Secretoneurin, a Neuropeptide, Enhances Bone Regeneration in a Mouse Calvarial Bone Defect Model.

Abstract

This study investigates the effects of a neuropeptide, secretoneurin (SN), on bone regeneration in an experimental mouse model. The effects of SN on cell proliferation, osteoblast marker genes expression, and mineralization were evaluated using the CCK-8 assay, quantitative reverse transcriptase polymerase chain reaction (RT-PCR), and alizarin red S staining, respectively. To examine the effects of SN on bone regeneration in vivo, bone defects were created in the calvaria of ICR mice, and 0.5 or 1µg/ml SN was applied.

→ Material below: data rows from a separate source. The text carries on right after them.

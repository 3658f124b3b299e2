use std::collections::{BTreeMap, VecDeque};

use tracing::{info, warn};

use crate::command::{TradeEvent, TradeSide};
use crate::panel::Account;
use crate::series::format_price;

const MAX_ACTIVITY: usize = 200;

#[derive(Debug, Clone, Copy, PartialEq)]
pub struct Position {
    pub quantity: u32,
    pub cost: f64,
}

impl Position {
    pub fn average_price(&self) -> f64 {
        if self.quantity == 0 {
            0.0
        } else {
            self.cost / self.quantity as f64
        }
    }
}

/// In-memory wallet used by the simulator in place of a real brokerage.
#[derive(Debug, Clone)]
pub struct PaperAccount {
    cash: f64,
    positions: BTreeMap<String, Position>,
    activity: VecDeque<TradeEvent>,
    pending: Vec<TradeEvent>,
    realized_pnl: f64,
}

impl PaperAccount {
    pub fn new(starting_cash: f64) -> Self {
        PaperAccount {
            cash: starting_cash.max(0.0),
            positions: BTreeMap::new(),
            activity: VecDeque::with_capacity(MAX_ACTIVITY),
            pending: Vec::new(),
            realized_pnl: 0.0,
        }
    }

    pub fn cash(&self) -> f64 {
        self.cash
    }

    pub fn realized_pnl(&self) -> f64 {
        self.realized_pnl
    }

    pub fn positions(&self) -> impl Iterator<Item = (&str, &Position)> {
        self.positions.iter().map(|(market, pos)| (market.as_str(), pos))
    }

    pub fn position(&self, market: &str) -> Option<&Position> {
        self.positions.get(market)
    }

    pub fn activity(&self) -> impl Iterator<Item = &TradeEvent> {
        self.activity.iter()
    }

    /// Events recorded since the last call.
    pub fn drain_events(&mut self) -> Vec<TradeEvent> {
        std::mem::take(&mut self.pending)
    }

    fn record(&mut self, event: TradeEvent) {
        if event.success {
            info!(
                market = %event.market,
                side = event.side.label(),
                price = event.price,
                quantity = event.quantity,
                "{}",
                event.message
            );
        } else {
            warn!(
                market = %event.market,
                side = event.side.label(),
                "{}",
                event.message
            );
        }
        if self.activity.len() == MAX_ACTIVITY {
            self.activity.pop_front();
        }
        self.activity.push_back(event.clone());
        self.pending.push(event);
    }
}

impl Account for PaperAccount {
    fn can_afford(&self, price: f64, quantity: u32) -> bool {
        quantity > 0 && price.is_finite() && price >= 0.0 && price * quantity as f64 <= self.cash
    }

    fn has_position(&self, market: &str) -> bool {
        self.positions
            .get(market)
            .is_some_and(|position| position.quantity > 0)
    }

    fn buy(&mut self, market: &str, price: f64, quantity: u32) {
        if !self.can_afford(price, quantity) {
            let message = format!(
                "{market}: cannot buy {quantity} @ {} with {} available",
                format_price(price),
                format_price(self.cash)
            );
            self.record(TradeEvent::new(
                market,
                TradeSide::Buy,
                price,
                quantity,
                false,
                message,
            ));
            return;
        }
        let held = self.position(market).map_or(0, |position| position.quantity);
        let Some(total) = held.checked_add(quantity) else {
            let message = format!("{market}: position limit reached, cannot add {quantity}");
            self.record(TradeEvent::new(
                market,
                TradeSide::Buy,
                price,
                quantity,
                false,
                message,
            ));
            return;
        };
        let cost = price * quantity as f64;
        self.cash -= cost;
        let position = self.positions.entry(market.to_string()).or_insert(Position {
            quantity: 0,
            cost: 0.0,
        });
        position.quantity = total;
        position.cost += cost;
        let message = format!("{market}: bought {quantity} @ {}", format_price(price));
        self.record(TradeEvent::new(
            market,
            TradeSide::Buy,
            price,
            quantity,
            true,
            message,
        ));
    }

    fn sell_all(&mut self, market: &str, price: f64) {
        let Some(position) = self
            .positions
            .remove(market)
            .filter(|position| position.quantity > 0)
        else {
            let message = format!("{market}: nothing to sell");
            self.record(TradeEvent::new(market, TradeSide::Sell, price, 0, false, message));
            return;
        };
        let proceeds = price * position.quantity as f64;
        let pnl = proceeds - position.cost;
        self.cash += proceeds;
        self.realized_pnl += pnl;
        let message = format!(
            "{market}: sold {} @ {} (P&L {:+.2})",
            position.quantity,
            format_price(price),
            pnl
        );
        self.record(TradeEvent::new(
            market,
            TradeSide::Sell,
            price,
            position.quantity,
            true,
            message,
        ));
    }
}

#[cfg(test)]
mod tests {
    use super::*;

    #[test]
    fn affordability_needs_quantity_and_cash() {
        let account = PaperAccount::new(100.0);
        assert!(account.can_afford(10.0, 10));
        assert!(!account.can_afford(10.0, 11));
        assert!(!account.can_afford(10.0, 0));
        assert!(!account.can_afford(f64::NAN, 1));
    }

    #[test]
    fn buy_moves_cash_into_position() {
        let mut account = PaperAccount::new(100.0);
        account.buy("GOLD", 4.0, 5);
        account.buy("GOLD", 6.0, 5);
        assert!((account.cash() - 50.0).abs() < 1e-9);
        let position = account.position("GOLD").copied().unwrap();
        assert_eq!(position.quantity, 10);
        assert!((position.average_price() - 5.0).abs() < 1e-9);
        assert!(account.has_position("GOLD"));
        assert!(!account.has_position("SILVER"));
        assert_eq!(account.drain_events().len(), 2);
        assert!(account.drain_events().is_empty());
    }

    #[test]
    fn unaffordable_buy_is_rejected() {
        let mut account = PaperAccount::new(10.0);
        account.buy("GOLD", 6.0, 2);
        assert_eq!(account.cash(), 10.0);
        assert!(!account.has_position("GOLD"));
        let events = account.drain_events();
        assert_eq!(events.len(), 1);
        assert!(!events[0].success);
    }

    #[test]
    fn oversized_position_is_rejected_instead_of_wrapping() {
        let mut account = PaperAccount::new(0.0);
        for _ in 0..5 {
            account.buy("ALPHA", 0.0, 999_999_999);
        }
        let position = account.position("ALPHA").copied().unwrap();
        assert_eq!(position.quantity, 3_999_999_996);
        let events = account.drain_events();
        assert_eq!(events.len(), 5);
        assert!(events[..4].iter().all(|event| event.success));
        assert!(!events[4].success);
    }

    #[test]
    fn sell_all_closes_position_and_books_pnl() {
        let mut account = PaperAccount::new(100.0);
        account.buy("GOLD", 5.0, 4);
        account.sell_all("GOLD", 7.5);
        assert!((account.cash() - 110.0).abs() < 1e-9);
        assert!((account.realized_pnl() - 10.0).abs() < 1e-9);
        assert!(!account.has_position("GOLD"));
        assert_eq!(account.positions().count(), 0);
    }

    #[test]
    fn selling_without_position_is_rejected() {
        let mut account = PaperAccount::new(100.0);
        account.sell_all("GOLD", 5.0);
        assert_eq!(account.cash(), 100.0);
        let events = account.drain_events();
        assert!(!events[0].success);
        assert_eq!(events[0].side, TradeSide::Sell);
    }

    #[test]
    fn activity_is_bounded() {
        let mut account = PaperAccount::new(0.0);
        for _ in 0..(MAX_ACTIVITY + 25) {
            account.sell_all("GOLD", 1.0);
        }
        assert_eq!(account.activity().count(), MAX_ACTIVITY);
    }
}
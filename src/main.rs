mod account;
mod command;
mod config;
mod logging;
mod panel;
mod series;
mod tui;
mod widgets;

use anyhow::anyhow;
use clap::Parser;
use tracing::info;

use crate::tui::TuiApp;

#[tokio::main(flavor = "current_thread")]
async fn main() -> Result<(), anyhow::Error> {
    let param = config::CliParams::parse();
    let log_path = param.log_file.clone().unwrap_or_else(logging::default_path);
    logging::init_logging(&log_path)?;

    let markets = param.market_configs()?;
    info!(
        markets = markets.len(),
        seed = ?param.seed,
        "starting market simulator"
    );
    let mut app = TuiApp::new(
        &markets,
        param.render_area(),
        param.balance,
        param.seed,
        param.frame_interval(),
    )?;
    let app_result = tokio::select! {
        result = app.run() => result,
        _ = tokio::signal::ctrl_c() => Ok(()),
    };
    app.dispose();
    app_result.map_err(|err| anyhow!(err.to_string()))?;
    Ok(())
}
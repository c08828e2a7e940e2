//! Gram framing: splits messages into bounded datagrams.
//!
//! Wire format of one gram: `[8-byte msgid][4-byte total][4-byte index][payload]`,
//! all integers big-endian. Every gram of a message carries the same `msgid`
//! and `total`; `index` runs from `0` to `total - 1`.

use crate::error::{TgramError, TgramResult};

/// Size of the fixed gram header in bytes.
pub const HEADER_LEN: usize = 16;

/// Largest fragment payload carried by a single gram.
///
/// Kept well below the 64 KiB UDP ceiling to leave headroom for the header
/// and any encapsulation on the path.
pub const MAX_FRAGMENT_PAYLOAD: usize = 64 * 1024 - 1024;

/// Largest number of fragments a single message may be split into.
pub const MAX_FRAGMENTS: u32 = 200;

/// Largest message that can be split into grams.
pub const MAX_MESSAGE_LEN: usize = MAX_FRAGMENTS as usize * MAX_FRAGMENT_PAYLOAD;

/// One fragment of a message.
#[derive(Debug, Clone, PartialEq, Eq)]
pub struct Gram {
    /// Message this fragment belongs to.
    pub msgid: u64,
    /// Number of fragments in the message.
    pub total: u32,
    /// Position of this fragment, `0..total`.
    pub index: u32,
    /// Fragment bytes.
    pub payload: Vec<u8>,
}

impl Gram {
    /// Encode into a datagram.
    pub fn encode(&self) -> Vec<u8> {
        let mut datagram = Vec::with_capacity(HEADER_LEN + self.payload.len());
        datagram.extend_from_slice(&self.msgid.to_be_bytes());
        datagram.extend_from_slice(&self.total.to_be_bytes());
        datagram.extend_from_slice(&self.index.to_be_bytes());
        datagram.extend_from_slice(&self.payload);
        datagram
    }

    /// Decode a received datagram.
    ///
    /// Only the header length is checked here; consistency of `total` and
    /// `index` is the reassembler's concern.
    pub fn decode(datagram: &[u8]) -> TgramResult<Self> {
        if datagram.len() < HEADER_LEN {
            return Err(TgramError::InvalidGram(format!(
                "datagram of {} bytes is shorter than the {HEADER_LEN}-byte header",
                datagram.len()
            )));
        }

        let mut msgid = [0u8; 8];
        msgid.copy_from_slice(&datagram[0..8]);
        let mut total = [0u8; 4];
        total.copy_from_slice(&datagram[8..12]);
        let mut index = [0u8; 4];
        index.copy_from_slice(&datagram[12..16]);

        Ok(Self {
            msgid: u64::from_be_bytes(msgid),
            total: u32::from_be_bytes(total),
            index: u32::from_be_bytes(index),
            payload: datagram[HEADER_LEN..].to_vec(),
        })
    }
}

/// Split `message` into grams of at most [`MAX_FRAGMENT_PAYLOAD`] bytes.
pub fn split(message: &[u8], msgid: u64) -> TgramResult<Vec<Gram>> {
    split_with(message, msgid, MAX_FRAGMENT_PAYLOAD)
}

/// Split `message` into grams of at most `max_payload` bytes each.
///
/// An empty message still yields exactly one (empty) gram.
pub fn split_with(message: &[u8], msgid: u64, max_payload: usize) -> TgramResult<Vec<Gram>> {
    if max_payload == 0 {
        return Err(TgramError::InvalidGram("fragment size must be non-zero".into()));
    }

    let count = message.len().div_ceil(max_payload).max(1);
    if count > MAX_FRAGMENTS as usize {
        return Err(TgramError::InvalidGram(format!(
            "message of {} bytes needs {count} fragments (max {MAX_FRAGMENTS})",
            message.len()
        )));
    }
    let total = count as u32;

    if message.is_empty() {
        return Ok(vec![Gram {
            msgid,
            total,
            index: 0,
            payload: Vec::new(),
        }]);
    }

    Ok(message
        .chunks(max_payload)
        .enumerate()
        .map(|(index, chunk)| Gram {
            msgid,
            total,
            index: index as u32,
            payload: chunk.to_vec(),
        })
        .collect())
}

#[cfg(test)]
mod tests {
    use super::*;

    #[test]
    fn header_layout_is_big_endian() {
        let gram = Gram {
            msgid: 0x0102_0304_0506_0708,
            total: 3,
            index: 2,
            payload: b"abc".to_vec(),
        };
        let datagram = gram.encode();
        assert_eq!(datagram.len(), HEADER_LEN + 3);
        assert_eq!(&datagram[..8], &[1, 2, 3, 4, 5, 6, 7, 8]);
        assert_eq!(&datagram[8..12], &[0, 0, 0, 3]);
        assert_eq!(&datagram[12..16], &[0, 0, 0, 2]);
        assert_eq!(Gram::decode(&datagram).unwrap(), gram);
    }

    #[test]
    fn short_datagram_rejected() {
        assert!(Gram::decode(&[0u8; HEADER_LEN - 1]).is_err());
        let empty = Gram::decode(&[0u8; HEADER_LEN]).unwrap();
        assert!(empty.payload.is_empty());
    }

    #[test]
    fn empty_message_is_one_gram() {
        let grams = split(b"", 9).unwrap();
        assert_eq!(grams.len(), 1);
        assert_eq!(grams[0].total, 1);
        assert_eq!(grams[0].index, 0);
        assert!(grams[0].payload.is_empty());
    }

    #[test]
    fn oversized_message_spans_grams() {
        let message: Vec<u8> = (0..MAX_FRAGMENT_PAYLOAD * 2 + 17)
            .map(|i| (i % 251) as u8)
            .collect();
        let grams = split(&message, 4).unwrap();
        assert_eq!(grams.len(), 3);
        for (i, gram) in grams.iter().enumerate() {
            assert_eq!(gram.msgid, 4);
            assert_eq!(gram.total, 3);
            assert_eq!(gram.index, i as u32);
            assert!(gram.payload.len() <= MAX_FRAGMENT_PAYLOAD);
        }
        assert_eq!(grams[2].payload.len(), 17);
        let joined: Vec<u8> = grams.into_iter().flat_map(|g| g.payload).collect();
        assert_eq!(joined, message);
    }

    #[test]
    fn exact_multiple_has_no_trailing_empty_gram() {
        let grams = split_with(&[7u8; 30], 1, 10).unwrap();
        assert_eq!(grams.len(), 3);
        assert!(grams.iter().all(|g| g.payload.len() == 10));
    }

    #[test]
    fn too_many_fragments_rejected() {
        let message = vec![0u8; MAX_FRAGMENTS as usize + 1];
        assert!(split_with(&message, 1, 1).is_err());
        assert!(split_with(&message[..MAX_FRAGMENTS as usize], 1, 1).is_ok());
        assert!(split_with(b"x", 1, 0).is_err());
    }
}
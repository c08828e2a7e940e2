//! Gateway runtime: owns the datagram endpoint, the service listeners and
//! the tasks that drive them.

use crate::acceptor;
use crate::config::GatewayConfig;
use crate::dispatch;
use crate::pipes::PipeTable;
use crate::registry::CancelReason;
use crate::service::{bind_addr, Service, ServiceTable};
use crate::watchdog;
use std::future::Future;
use std::net::SocketAddr;
use std::sync::Arc;
use std::time::Duration;
use tgram_core::{DatagramEndpoint, TgramError, TgramResult};
use tokio::net::TcpListener;
use tokio::sync::{broadcast, mpsc};
use tokio::task::JoinSet;
use tracing::{error, info, warn};

/// Reassembly table capacity on the gateway side.
pub const GATEWAY_REASSEMBLY_CAPACITY: usize = 20;

/// Pause after a socket-level receive error.
const RECV_ERROR_BACKOFF: Duration = Duration::from_millis(10);

/// State shared by every gateway task.
pub(crate) struct GatewayState {
    pub(crate) services: ServiceTable,
    pub(crate) pipes: Arc<PipeTable>,
    pub(crate) endpoint: DatagramEndpoint,
    pub(crate) gateway_error_on_timeout: bool,
    /// Reports a failed datagram send; the first one stops the gateway.
    pub(crate) fatal_tx: mpsc::Sender<TgramError>,
}

/// A bound, not yet running gateway.
pub struct Gateway {
    pub(crate) state: Arc<GatewayState>,
    listeners: Vec<(Arc<Service>, TcpListener)>,
    fatal_rx: mpsc::Receiver<TgramError>,
}

impl Gateway {
    /// Bind the datagram port and every service listener.
    pub async fn bind(config: GatewayConfig) -> TgramResult<Self> {
        let datagram_addr = bind_addr(config.inaddr_any, config.listener_port);
        let endpoint = DatagramEndpoint::bind(datagram_addr, GATEWAY_REASSEMBLY_CAPACITY)
            .await
            .map_err(|e| TgramError::Config(format!("cannot bind datagram port {datagram_addr}: {e}")))?;
        info!(addr = %endpoint.local_addr()?, "datagram endpoint bound");

        let services = ServiceTable::new(&config.services);
        let mut listeners = Vec::with_capacity(services.len());
        for service in services.iter() {
            let addr = service.bind_addr();
            let listener = TcpListener::bind(addr).await.map_err(|e| {
                TgramError::Config(format!("cannot bind service {} on {addr}: {e}", service.name))
            })?;
            info!(
                service = %service.id,
                name = %service.name,
                addr = %listener.local_addr()?,
                max_connections = service.max_connections,
                request_ttl = service.request_ttl.as_secs(),
                "service listening"
            );
            listeners.push((service.clone(), listener));
        }

        let (fatal_tx, fatal_rx) = mpsc::channel(1);
        let state = Arc::new(GatewayState {
            services,
            pipes: Arc::new(PipeTable::new()),
            endpoint,
            gateway_error_on_timeout: config.gateway_error_on_timeout,
            fatal_tx,
        });

        Ok(Self {
            state,
            listeners,
            fatal_rx,
        })
    }

    /// Address of the datagram endpoint agents talk to.
    pub fn datagram_addr(&self) -> TgramResult<SocketAddr> {
        self.state.endpoint.local_addr()
    }

    /// Address the listener for `service_id` is bound to.
    pub fn service_addr(&self, service_id: &str) -> TgramResult<SocketAddr> {
        let (_, listener) = self
            .listeners
            .iter()
            .find(|(service, _)| service.id == service_id)
            .ok_or_else(|| TgramError::UnknownService(service_id.to_string()))?;
        Ok(listener.local_addr()?)
    }

    /// The pipe table, for inspection while the gateway runs.
    pub fn pipes(&self) -> Arc<PipeTable> {
        self.state.pipes.clone()
    }

    /// Run until `shutdown` completes or a datagram send fails.
    ///
    /// On the way out every outstanding request is cancelled so connection
    /// handlers close their clients promptly.
    pub async fn run<F>(self, shutdown: F) -> TgramResult<()>
    where
        F: Future<Output = ()>,
    {
        let Self {
            state,
            listeners,
            mut fatal_rx,
        } = self;

        let (shutdown_tx, _) = broadcast::channel::<()>(1);
        let mut tasks = JoinSet::new();

        tasks.spawn(watchdog::run(state.clone(), shutdown_tx.subscribe()));
        for (service, listener) in listeners {
            tasks.spawn(acceptor::accept_loop(
                state.clone(),
                service,
                listener,
                shutdown_tx.subscribe(),
            ));
        }
        tasks.spawn(receive_loop(state.clone(), shutdown_tx.subscribe()));

        let result = tokio::select! {
            _ = shutdown => {
                info!("shutdown requested");
                Ok(())
            }
            fatal = fatal_rx.recv() => match fatal {
                Some(e) => {
                    error!(error = %e, "fatal transport error");
                    Err(e)
                }
                None => Ok(()),
            },
        };

        // Acceptors must be gone before the final cancel, or one still
        // admitting a client could register a request nobody will signal.
        let _ = shutdown_tx.send(());
        tasks.shutdown().await;
        let mut cancelled = 0;
        for service in state.services.iter() {
            cancelled += service.requests.cancel_all(CancelReason::Shutdown).await;
        }
        info!(cancelled, "outstanding requests cancelled");

        result
    }
}

/// Read reassembled messages and dispatch them until shutdown.
async fn receive_loop(state: Arc<GatewayState>, mut shutdown: broadcast::Receiver<()>) {
    loop {
        let inbound = tokio::select! {
            _ = shutdown.recv() => break,
            received = state.endpoint.recv() => received,
        };
        match inbound {
            Ok(inbound) => {
                if let Err(e) = dispatch::handle_inbound(&state, inbound).await {
                    error!(error = %e, "datagram send failed");
                    let _ = state.fatal_tx.try_send(e);
                    break;
                }
            }
            Err(e) => {
                warn!(error = %e, "datagram receive failed");
                tokio::time::sleep(RECV_ERROR_BACKOFF).await;
            }
        }
    }
}
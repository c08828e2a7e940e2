//! Per-service client acceptors and connection handlers.
//!
//! A connection moves through `accepted -> forwarding -> awaiting response`
//! and ends in exactly one of: response written, cancelled (timed out,
//! superseded, shut down), or client gone. Whatever the outcome the
//! request is retired from its registry before the handler returns.

use crate::dispatch::build_service_request;
use crate::gateway::GatewayState;
use crate::registry::{CancelReason, Delivery, PendingRequest, RequestId};
use crate::service::Service;
use std::net::SocketAddr;
use std::sync::Arc;
use std::time::Duration;
use tgram_core::{TgramError, BAD_GATEWAY_RESPONSE};
use tokio::io::{AsyncReadExt, AsyncWriteExt};
use tokio::net::{TcpListener, TcpStream};
use tokio::sync::{broadcast, oneshot};
use tokio::time::{sleep, Instant};
use tracing::{debug, error, info, warn};

/// Pause between admission checks while a service is saturated.
const ADMISSION_RETRY: Duration = Duration::from_millis(1);

/// Extra delay per in-flight request applied after admission.
const LOAD_SHED_STEP: Duration = Duration::from_micros(50);

/// Pause between attempts to register a request while no id is free.
const REGISTER_RETRY: Duration = Duration::from_millis(20);

/// Pause after a failed `accept`.
const ACCEPT_ERROR_BACKOFF: Duration = Duration::from_millis(100);

/// Accept clients for one service until shutdown.
pub(crate) async fn accept_loop(
    state: Arc<GatewayState>,
    service: Arc<Service>,
    listener: TcpListener,
    mut shutdown: broadcast::Receiver<()>,
) {
    loop {
        let (stream, peer) = tokio::select! {
            _ = shutdown.recv() => {
                debug!(service = %service.id, "accept loop cancelled");
                break;
            }
            result = listener.accept() => match result {
                Ok(accepted) => accepted,
                Err(e) => {
                    warn!(service = %service.id, error = %e, "accept failed");
                    sleep(ACCEPT_ERROR_BACKOFF).await;
                    continue;
                }
            },
        };

        admit(&service).await;

        // A reused client address must not be confused with a stale request.
        service.requests.clear_connection(peer).await;

        let Some(pending) = register(&service, peer).await else {
            warn!(service = %service.id, peer = %peer, "no request slot within TTL, dropping client");
            continue;
        };

        debug!(service = %service.id, request_id = pending.id, peer = %peer, "client accepted");
        tokio::spawn(handle_connection(
            state.clone(),
            service.clone(),
            stream,
            peer,
            pending,
        ));
    }
}

/// Hold the acceptor while the service is above its admission ceiling,
/// then apply a load-proportional delay.
async fn admit(service: &Service) {
    let mut waited = false;
    while service.requests.count().await > service.max_connections {
        if !waited {
            debug!(service = %service.id, max = service.max_connections, "service saturated, holding accept");
            waited = true;
        }
        service.requests.sweep(service.request_ttl).await;
        sleep(ADMISSION_RETRY).await;
    }

    let load = service.requests.count().await;
    if load > 0 {
        sleep(LOAD_SHED_STEP * load as u32).await;
    }
}

/// Register a request for `peer`, retrying until the service's TTL elapses.
async fn register(service: &Service, peer: SocketAddr) -> Option<PendingRequest> {
    let deadline = Instant::now() + service.request_ttl;
    loop {
        match service.requests.create(peer).await {
            Ok(pending) => return Some(pending),
            Err(e) => {
                if Instant::now() >= deadline {
                    return None;
                }
                debug!(service = %service.id, error = %e, "request registration failed, retrying");
                sleep(REGISTER_RETRY).await;
            }
        }
    }
}

/// Drive one client connection to completion.
async fn handle_connection(
    state: Arc<GatewayState>,
    service: Arc<Service>,
    mut stream: TcpStream,
    peer: SocketAddr,
    pending: PendingRequest,
) {
    let PendingRequest { id, mut delivery } = pending;

    let mut buf = vec![0u8; service.request_buffer];
    let read = tokio::select! {
        result = stream.read(&mut buf) => result,
        outcome = &mut delivery => {
            finish(&state, &service, &mut stream, id, outcome).await;
            return;
        }
    };
    let len = match read {
        Ok(0) => {
            debug!(service = %service.id, request_id = id, peer = %peer, "client closed before sending");
            service.requests.remove(id).await;
            return;
        }
        Ok(n) => n,
        Err(e) => {
            debug!(service = %service.id, request_id = id, error = %e, "client read failed");
            service.requests.remove(id).await;
            return;
        }
    };
    buf.truncate(len);

    match forward(&state, &service, id, buf).await {
        Forward::Sent => {}
        Forward::Rejected => {
            let outcome = Ok(Delivery::Response(BAD_GATEWAY_RESPONSE.to_vec()));
            finish(&state, &service, &mut stream, id, outcome).await;
            return;
        }
        Forward::Failed => {
            service.requests.mark_closed(id).await;
            return;
        }
    }

    let outcome = await_delivery(&service, &mut stream, id, &mut delivery).await;
    match outcome {
        Some(outcome) => finish(&state, &service, &mut stream, id, outcome).await,
        None => {
            debug!(service = %service.id, request_id = id, peer = %peer, "client went away while waiting");
            service.requests.mark_closed(id).await;
        }
    }
}

/// Outcome of handing a client's bytes to a pipe.
#[derive(Debug, PartialEq, Eq)]
enum Forward {
    /// Sent, or no pipe serves the service yet and the request waits out
    /// its TTL.
    Sent,
    /// The request cannot be carried in one message; only this client fails.
    Rejected,
    /// The datagram send failed, which stops the gateway.
    Failed,
}

/// Send the client's bytes to the pipe serving this service.
async fn forward(state: &GatewayState, service: &Service, id: RequestId, payload: Vec<u8>) -> Forward {
    let Some(pipe) = state.pipes.route(&service.id).await else {
        warn!(service = %service.id, request_id = id, "no pipe serves this service, request will expire");
        return Forward::Sent;
    };

    let len = payload.len();
    let envelope = build_service_request(&pipe.id, &service.id, id, payload);
    let peer = pipe.peer().await;
    match state.endpoint.send_envelope(&envelope, peer).await {
        Ok(()) => {
            debug!(service = %service.id, request_id = id, pipe_id = %pipe.id, len, "request forwarded");
            Forward::Sent
        }
        Err(e @ (TgramError::InvalidGram(_) | TgramError::Codec(_))) => {
            warn!(service = %service.id, request_id = id, len, error = %e, "request does not fit in one message");
            Forward::Rejected
        }
        Err(e) => {
            error!(service = %service.id, request_id = id, error = %e, "datagram send failed");
            let _ = state.fatal_tx.try_send(e);
            Forward::Failed
        }
    }
}

/// Wait for the registry to signal this request while watching the client.
///
/// Returns `None` if the client closed or errored first. Extra bytes the
/// client sends after its request are discarded.
async fn await_delivery(
    service: &Service,
    stream: &mut TcpStream,
    id: RequestId,
    delivery: &mut oneshot::Receiver<Delivery>,
) -> Option<Result<Delivery, oneshot::error::RecvError>> {
    let mut scratch = [0u8; 1024];
    loop {
        tokio::select! {
            outcome = &mut *delivery => return Some(outcome),
            read = stream.read(&mut scratch) => match read {
                Ok(0) | Err(_) => return None,
                Ok(n) => {
                    debug!(service = %service.id, request_id = id, extra = n, "discarding bytes sent after request");
                }
            },
        }
    }
}

/// Write the outcome to the client, close it, and retire the request.
async fn finish(
    state: &GatewayState,
    service: &Service,
    stream: &mut TcpStream,
    id: RequestId,
    outcome: Result<Delivery, oneshot::error::RecvError>,
) {
    let reply: Option<&[u8]> = match &outcome {
        Ok(Delivery::Response(bytes)) => Some(bytes.as_slice()),
        Ok(Delivery::Cancelled(reason)) => {
            info!(service = %service.id, request_id = id, ?reason, "request cancelled");
            match reason {
                CancelReason::TimedOut | CancelReason::Closed if state.gateway_error_on_timeout => {
                    Some(BAD_GATEWAY_RESPONSE)
                }
                _ => None,
            }
        }
        Err(_) => None,
    };

    if let Some(bytes) = reply {
        if let Err(e) = stream.write_all(bytes).await {
            debug!(service = %service.id, request_id = id, error = %e, "client write failed");
        } else {
            debug!(service = %service.id, request_id = id, len = bytes.len(), "response written");
        }
    }
    let _ = stream.shutdown().await;
    service.requests.remove(id).await;
}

New bone formation was analyzed by micro-computed tomography (micro-CT) and histology. New blood vessel formation was assessed by CD34 immunohistochemistry. SN had no significant effect on proliferation and mineralization of MC3T3-E1 cells. However, SN partially induced the gene expression of osteoblast differentiation markers such as runt-related transcription factor 2, alkaline phosphatase, collagen type I alpha 1, and osteopontin. A significant increase of bone regeneration was observed in SN treated calvarial defects. The bone volume (BV), BV/tissue volume, trabecular thickness and trabecular number values were significantly increased in the collagen sponge plus 0.5 or 1µg/ml SN group (p < 0.01) compared with the control group. Histologic analysis also revealed increased new bone formation in the SN-treated groups. Immunohistochemical staining of CD34 showed that the SN-treated groups contained more blood vessels compared with control in the calvarial defect area. SN increases new bone and blood vessel formation in a calvarial defect site. This study suggests that SN may enhance new bone formation through its potent angiogenic activity.